In the story, Bingo Little, who wishes to marry a waitress and wants his uncle's approval, asks Bertie to once again pretend to be the romance novelist Rosie M. Banks.

==Plot==

===Bingo and the Little Woman===

Bertie and his friend Bingo Little dine at the Senior Liberal Club, where Bingo falls in love with their waitress. She returns his feelings. Bingo asks Bertie to persuade Bingo's uncle, Lord Bittlesham, to restore his allowance by once more pretending to be the romance novelist Rosie M. Banks, whom Lord Bittlesham admires. Bertie is reluctant, but Bingo reminds him they were at school together. Bingo tells Bertie to send Bittlesham an autographed copy of Rosie M. Banks's most recent novel, The Woman Who Braved All.

Having greatly enjoyed the book, Lord Bittlesham listens to Bertie and agrees to restore Bingo's allowance. However, he does not approve of Bingo's engagement.

"Oh, I say, Bertie!" he said suddenly, dropping a vase which he had picked off the mantelpiece and was fiddling with. "I know what it was I wanted to tell you. I'm married."
— — Bingo is married

Bertie tells this to Bingo, who is happy about his allowance but disappointed not to have his uncle's approval. Bingo is gone for three days, and when he reappears, he looks dazed and rambles about random topics. At last, he tells Bertie the big news: he is married.

===All's Well===

Bertie is stunned that Bingo has got married. Bingo persuade Bertie to talk to Lord Bittlesham again to break the news. Bertie talks to Bittlesham, and at first Bittlesham is angry that Bingo has married without his approval. However Bertie quotes from The Woman Who Braved All and persuades him to support the marriage. As he leaves, Bertie tells Bingo and his wife, who are waiting outside the room, that they can talk to Lord Bittlesham now.

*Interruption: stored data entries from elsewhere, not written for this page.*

use axum::{
    async_trait,
    extract::FromRequestParts,
    http::{header::AUTHORIZATION, request::Parts, StatusCode},
    response::{IntoResponse, Response},
    Json,
};
use std::sync::Arc;

use super::context::ContextError;
use super::AuthContext;
use crate::app::AppState;
use crate::error::ErrorResponse;

/// Extractor that requires a valid bearer token carrying a tenant.
///
/// ```ignore
/// async fn protected_route(auth: RequireAuth) -> impl IntoResponse {
///     format!("Hello, user {} of tenant {}", auth.user_id, auth.tenant_id)
/// }
/// ```
#[derive(Debug, Clone)]
pub struct RequireAuth(pub AuthContext);

impl std::ops::Deref for RequireAuth {
    type Target = AuthContext;

    fn deref(&self) -> &Self::Target {
        &self.0
    }
}

#[derive(Debug)]
pub enum AuthError {
    MissingToken,
    InvalidFormat,
    InvalidToken,
    NoTenant,
}

impl IntoResponse for AuthError {
    fn into_response(self) -> Response {
        let (status, code, message) = match self {
            AuthError::MissingToken => (
                StatusCode::UNAUTHORIZED,
                "UNAUTHORIZED",
                "Missing authorization token",
            ),
            AuthError::InvalidFormat => (
                StatusCode::UNAUTHORIZED,
                "UNAUTHORIZED",
                "Invalid authorization format",
            ),
            AuthError::InvalidToken => (
                StatusCode::UNAUTHORIZED,
                "UNAUTHORIZED",
                "Invalid or expired token",
            ),
            AuthError::NoTenant => (
                StatusCode::FORBIDDEN,
                "FORBIDDEN",
                "User is not assigned to a tenant",
            ),
        };

        let body = ErrorResponse {
            code: code.to_string(),
            message: message.to_string(),
            details: None,
        };

        (status, Json(body)).into_response()
    }
}

/// Pull the token out of an `Authorization: Bearer <token>` header value.
fn bearer_token(header: &str) -> Result<&str, AuthError> {
    let token = header
        .strip_prefix("Bearer ")
        .ok_or(AuthError::InvalidFormat)?
        .trim();

    if token.is_empty() {
        return Err(AuthError::MissingToken);
    }
    Ok(token)
}

#[async_trait]
impl FromRequestParts<Arc<AppState>> for RequireAuth {
    type Rejection = AuthError;

    async fn from_request_parts(
        parts: &mut Parts,
        state: &Arc<AppState>,
    ) -> Result<Self, Self::Rejection> {
        let auth_header = parts
            .headers
            .get(AUTHORIZATION)
            .ok_or(AuthError::MissingToken)?
            .to_str()
            .map_err(|_| AuthError::InvalidFormat)?;

        let token = bearer_token(auth_header)?;

        let claims = state.jwks_cache.verify_token(token).await.map_err(|e| {
            tracing::warn!(error = %e, "JWT verification failed");
            AuthError::InvalidToken
        })?;

        let context = AuthContext::from_claims(&claims).map_err(|e| {
            tracing::warn!(error = ?e, sub = %claims.sub, "Failed to build auth context");
            match e {
                ContextError::InvalidSubject => AuthError::InvalidToken,
                ContextError::MissingTenant => AuthError::NoTenant,
            }
        })?;

        Ok(RequireAuth(context))
    }
}

#[cfg(test)]
mod tests {
    use super::*;

    #[test]
    fn parses_bearer_header() {
        assert_eq!(bearer_token("Bearer abc.def.ghi").unwrap(), "abc.def.ghi");
        assert!(matches!(bearer_token("Basic xyz"), Err(AuthError::InvalidFormat)));
        assert!(matches!(bearer_token("Bearer   "), Err(AuthError::MissingToken)));
    }

    #[test]
    fn missing_tenant_is_forbidden() {
        assert_eq!(AuthError::NoTenant.into_response().status(), StatusCode::FORBIDDEN);
        assert_eq!(
            AuthError::InvalidToken.into_response().status(),
            StatusCode::UNAUTHORIZED
        );
    }
}
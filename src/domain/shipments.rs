//! Shipment domain types and status lifecycle

use chrono::{DateTime, Utc};
use rust_decimal::Decimal;
use serde::{Deserialize, Serialize};
use uuid::Uuid;
use validator::Validate;

#[derive(Debug, Clone, Copy, Serialize, Deserialize, PartialEq, Eq)]
#[serde(rename_all = "snake_case")]
pub enum ShipmentStatus {
    Pending,
    Dispatched,
    InTransit,
    Delayed,
    Delivered,
    Cancelled,
}

impl ShipmentStatus {
    pub fn as_str(&self) -> &'static str {
        match self {
            Self::Pending => "pending",
            Self::Dispatched => "dispatched",
            Self::InTransit => "in_transit",
            Self::Delayed => "delayed",
            Self::Delivered => "delivered",
            Self::Cancelled => "cancelled",
        }
    }

    pub fn from_db(value: &str) -> Self {
        match value {
            "dispatched" => Self::Dispatched,
            "in_transit" => Self::InTransit,
            "delayed" => Self::Delayed,
            "delivered" => Self::Delivered,
            "cancelled" => Self::Cancelled,
            _ => Self::Pending,
        }
    }

    pub fn is_terminal(&self) -> bool {
        matches!(self, Self::Delivered | Self::Cancelled)
    }

    /// Whether a tracking event may move a shipment from `self` to `next`.
    ///
    /// Repeating the current status is a location update and is allowed
    /// until the shipment reaches a terminal state.
    pub fn can_transition_to(&self, next: ShipmentStatus) -> bool {
        use ShipmentStatus::*;

        if self.is_terminal() {
            return false;
        }
        if *self == next {
            return true;
        }

        matches!(
            (*self, next),
            (Pending, Dispatched)
                | (Dispatched, InTransit)
                | (Dispatched, Delayed)
                | (InTransit, Delayed)
                | (InTransit, Delivered)
                | (Delayed, InTransit)
                | (Delayed, Delivered)
                | (_, Cancelled)
        )
    }
}

#[derive(Debug, Clone, Serialize)]
pub struct ShipmentResponse {
    pub id: Uuid,
    pub tracking_number: String,
    pub carrier_id: Option<Uuid>,
    pub carrier_name: Option<String>,
    pub origin: String,
    pub destination: String,
    pub cargo_description: Option<String>,
    pub weight_kg: Option<Decimal>,
    pub pallet_count: Option<i32>,
    pub temperature_controlled: bool,
    pub required_temp_c: Option<f64>,
    pub status: ShipmentStatus,
    pub scheduled_departure: Option<DateTime<Utc>>,
    pub eta: Option<DateTime<Utc>>,
    pub departed_at: Option<DateTime<Utc>>,
    pub delivered_at: Option<DateTime<Utc>>,
    pub created_at: DateTime<Utc>,
    pub updated_at: DateTime<Utc>,
}

#[derive(Debug, Clone, Deserialize, Validate)]
pub struct CreateShipmentRequest {
    #[validate(length(min = 1, max = 64))]
    pub tracking_number: String,
    #[serde(default)]
    pub carrier_id: Option<Uuid>,
    #[validate(length(min = 1, max = 200))]
    pub origin: String,
    #[validate(length(min = 1, max = 200))]
    pub destination: String,
    #[serde(default)]
    pub cargo_description: Option<String>,
    #[serde(default)]
    pub weight_kg: Option<Decimal>,
    #[serde(default)]
    #[validate(range(min = 0))]
    pub pallet_count: Option<i32>,
    #[serde(default)]
    pub temperature_controlled: bool,
    #[serde(default)]
    pub required_temp_c: Option<f64>,
    #[serde(default)]
    pub scheduled_departure: Option<DateTime<Utc>>,
    #[serde(default)]
    pub eta: Option<DateTime<Utc>>,
}

#[derive(Debug, Clone, Deserialize, Validate)]
pub struct UpdateShipmentRequest {
    #[serde(default)]
    #[validate(length(min = 1, max = 64))]
    pub tracking_number: Option<String>,
    #[serde(default)]
    pub carrier_id: Option<Uuid>,
    #[serde(default)]
    #[validate(length(min = 1, max = 200))]
    pub origin: Option<String>,
    #[serde(default)]
    #[validate(length(min = 1, max = 200))]
    pub destination: Option<String>,
    #[serde(default)]
    pub cargo_description: Option<String>,
    #[serde(default)]
    pub weight_kg: Option<Decimal>,
    #[serde(default)]
    #[validate(range(min = 0))]
    pub pallet_count: Option<i32>,
    #[serde(default)]
    pub temperature_controlled: Option<bool>,
    #[serde(default)]
    pub required_temp_c: Option<f64>,
    #[serde(default)]
    pub scheduled_departure: Option<DateTime<Utc>>,
    #[serde(default)]
    pub eta: Option<DateTime<Utc>>,
}

#[derive(Debug, Clone, Deserialize, Default)]
pub struct ShipmentQuery {
    pub page: Option<u32>,
    pub per_page: Option<u32>,
    pub status: Option<ShipmentStatus>,
    pub carrier_id: Option<Uuid>,
    pub search: Option<String>,
    pub from: Option<DateTime<Utc>>,
    pub to: Option<DateTime<Utc>>,
}

#[derive(Debug, Clone, Serialize, Deserialize)]
pub struct ShipmentEventResponse {
    pub id: Uuid,
    pub shipment_id: Uuid,
    pub status: ShipmentStatus,
    pub location: Option<String>,
    pub note: Option<String>,
    pub occurred_at: DateTime<Utc>,
    pub recorded_by: Uuid,
}

#[derive(Debug, Clone, Deserialize, Validate)]
pub struct CreateShipmentEventRequest {
    pub status: ShipmentStatus,
    #[serde(default)]
    #[validate(length(max = 200))]
    pub location: Option<String>,
    #[serde(default)]
    pub note: Option<String>,
    #[serde(default)]
    pub occurred_at: Option<DateTime<Utc>>,
}

#[cfg(test)]
mod tests {
    use super::ShipmentStatus::*;
    use super::*;

    #[test]
    fn forward_lifecycle_is_allowed() {
        assert!(Pending.can_transition_to(Dispatched));
        assert!(Dispatched.can_transition_to(InTransit));
        assert!(InTransit.can_transition_to(Delayed));
        assert!(Delayed.can_transition_to(InTransit));
        assert!(Delayed.can_transition_to(Delivered));
        assert!(InTransit.can_transition_to(Delivered));
    }

    #[test]
    fn skipping_or_reversing_is_rejected() {
        assert!(!Pending.can_transition_to(InTransit));
        assert!(!Pending.can_transition_to(Delivered));
        assert!(!InTransit.can_transition_to(Pending));
        assert!(!Dispatched.can_transition_to(Delivered));
    }

    #[test]
    fn anything_open_can_be_cancelled() {
        for status in [Pending, Dispatched, InTransit, Delayed] {
            assert!(status.can_transition_to(Cancelled), "{status:?}");
        }
    }

    #[test]
    fn terminal_states_are_final() {
        for next in [Pending, Dispatched, InTransit, Delayed, Delivered, Cancelled] {
            assert!(!Delivered.can_transition_to(next));
            assert!(!Cancelled.can_transition_to(next));
        }
    }

    #[test]
    fn same_status_is_a_location_update() {
        assert!(InTransit.can_transition_to(InTransit));
        assert!(Pending.can_transition_to(Pending));
    }

    #[test]
    fn status_round_trips_through_db_text() {
        for status in [Pending, Dispatched, InTransit, Delayed, Delivered, Cancelled] {
            assert_eq!(ShipmentStatus::from_db(status.as_str()), status);
        }
    }
}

Bingo later comes to Bertie in distress and says that his wife, spotting the same book Bertie quoted from, told Lord Bittlesham that she was Rosie M. Banks. She had been working as a waitress to gather material for a book and had not told Bingo because she was touched that Bingo loved her regardless. At first Lord Bittlesham calls her an imposter, but she proves her claim. Bittlesham is angry with Bertie and Bingo for fooling him. Rosie is also upset with Bertie for pretending to be her. Jeeves suggests that Bertie go hunting in Norfolk while Jeeves stays behind to sort things out.

Bertie does not enjoy himself in Norfolk and returns to London. He goes directly to Bingo's place to find out what has happened and meets Lord Bittlesham there. Bertie fears a scene but Bittlesham acts awkwardly. Afterwards Bertie sees Bingo, who says that his uncle and Rosie get along very well now. On Jeeves's advice Bingo told his uncle that Bertie is mentally unsound and everyone was fooled by Bertie's delusion. Bingo got the nerve specialist Sir Roderick Glossop, who has had several bizarre run-ins with Bertie, to verify this claim.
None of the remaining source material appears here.